Wednesday, February 2, 2011
...I Have to Do Better...
We knew yesterday we would be closed today, so I broke a rule I set for myself at the start of every year and brought work home. Due to some unforeseen traffic issues, I was home much later than I anticipated (about four hours later) but I still managed to get most of my work done last night. The intention was for me to spend today working on some other things for myself.
Didn’t really work out that way.
Probably because I broke another rule.
My whole life has always felt like I’m that minor actor you see as an extra in every movie. They rarely have a line, never get a lead. You don’t even know their name. But they play the biggest small part ever. (“Girl #1,” “Hysterical Woman,” “Second Prostitute”)

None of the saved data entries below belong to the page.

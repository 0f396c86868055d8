//! Per-workspace MySQL connection pools. A `DashMap` keyed by workspace id gives
//! lock-free reads on the common path (pool already exists) and only takes a per-shard
//! lock to insert a freshly created pool.

use dashmap::DashMap;
use mysql_async::{OptsBuilder, Pool, PoolConstraints, PoolOpts};

use crate::engine::errors::EngineError;

#[derive(Debug, Clone)]
pub struct TenantConnectionParams {
    pub host: String,
    pub port: u16,
    pub user: String,
    pub password: Option<String>,
    pub database: Option<String>,
}

#[derive(Default)]
pub struct MySqlPoolManager {
    pools: DashMap<String, Pool>,
}

impl MySqlPoolManager {
    pub fn new() -> Self {
        Self::default()
    }

    pub fn get_pool(&self, workspace_id: &str, params: &TenantConnectionParams) -> Result<Pool, EngineError> {
        if let Some(pool) = self.pools.get(workspace_id) {
            return Ok(pool.clone());
        }

        let pool = self.create_pool(params)?;
        self.pools.insert(workspace_id.to_string(), pool.clone());

        tracing::info!(
            "created MySQL connection pool for workspace {} ({}:{})",
            workspace_id,
            params.host,
            params.port
        );

        Ok(pool)
    }

    pub fn remove_pool(&self, workspace_id: &str) {
        if let Some((_, pool)) = self.pools.remove(workspace_id) {
            drop(pool);
            tracing::info!("removed MySQL connection pool for workspace {}", workspace_id);
        }
    }

    pub fn pool_count(&self) -> usize {
        self.pools.len()
    }

    fn create_pool(&self, params: &TenantConnectionParams) -> Result<Pool, EngineError> {
        let opts = OptsBuilder::default()
            .ip_or_hostname(&params.host)
            .tcp_port(params.port)
            .user(Some(&params.user))
            .pass(params.password.clone())
            .db_name(params.database.clone())
            .tcp_nodelay(true)
            .pool_opts(
                PoolOpts::default()
                    .with_constraints(PoolConstraints::new(1, 10).ok_or_else(|| {
                        EngineError::DependencyUnavailable {
                            dependency: "tenant_db",
                            reason: "invalid pool min/max constraints".to_string(),
                        }
                    })?)
                    .with_inactive_connection_ttl(std::time::Duration::from_secs(300)),
            );

        Ok(Pool::new(opts))
    }
}
//! LLM gateway abstraction: a single `invoke(messages) -> text` contract, since the
//! engine's prompts (§4.3) each define their own JSON contract and parse it themselves
//! via `engine::json_parse`.

mod client;
mod gateway;

pub use client::HttpLlmGateway;
pub use gateway::{ChatMessage, GatewayError, LlmGateway, Role};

They’re a catalyst for some major turn in the movie, but they’re on and off the screen so fast if you looked down to see where that dropped piece of popcorn landed in your lap or down your shirt, you probably missed them.
I feel like everyone around me feels completely secure that they will always be taken care of as long as I’m around (which is technically true, because that’s who I am) but I don’t feel like I have the same support, concern, or consideration.
It’s as if everyone thinks I just sit and wait for them to need something and then leap into action.
I’m the original genie in a bottle-- just conjure me up when you need something and store me in a decorative little jug on the shelf when you don’t. I only live to make your wishes come true.
To be fair, I prefer to remain low key. I have described myself as Hitch's hand in that one scene where he puts the pen in Albert's shirt pocket. I am aware of and accept my responsibility of casting myself in bit parts in everyone else’s life movie. It’s not that I don’t make an effort to be the lead in my own story, but I think sometimes I feel obligated to show up for my part in other stories. And then I get mad about it.
Well I used to anyway. I don’t know if it’s the yoga or what, but lately it’s more like a fleeting moment of extreme anger, followed by resolve.
I know that I take very good care of people that I care about and they are well preserved. If I have to put them on hold for a minute, they’ll survive. I’m sure of it. Or maybe whatever it is, they’ll figure it out for themselves.
My dad used to always yell for us to bring him stuff whenever he was working in the basement on some project. Sometimes he would call you down to bring him the remote that was just on the other side of the room.
“Dad, really. What do you do when we’re not here? Watch the same channel all day, or would you get up and get this yourself?”
“Depends on what I’m watching, and how much I want to watch something else.”
(He also reminded me that getting the remote is one of the six main reasons people even have kids, but I’ll have to fill you in on that some other time.) But his answer made sense. Why do for yourself when can get someone else to do it for you? Of course you know Dad’s gone now. And I’m an adult… with my own remote.
And I’m bored with a lot of movies these days, so I’m going to do one better than changing the channel and I’m just going to turn the darn thing off.
How can I possibly call myself a writer without putting work into my own script?
I’ve been trying to write my own story for a while. And since I feel pretty confident that the same things and people that are pulling me away from this are the same people that would definitely not have an interest in my story, then they don’t need to be characters in my story. I’m writing them out, killing them off, or maybe if they’re lucky, I might use them as scenery.
But I think it's safe to say that this just became a one-woman show.
Song stuck right now...
A really cool friend (who's never wanted anything from me, yes he's that cool) got me hooked on this a while back. I like to sit in the middle of the bed and just breathe to it.
Ketamine Suns ~ Out of Town (sounds like she's saying, "out of time" but it might just be the ticking sound underneath that's making me think that.)
"Doited Jade" This song is so well done. The music feels a tiny bit raunchy, but the lyrics are very soft and pretty.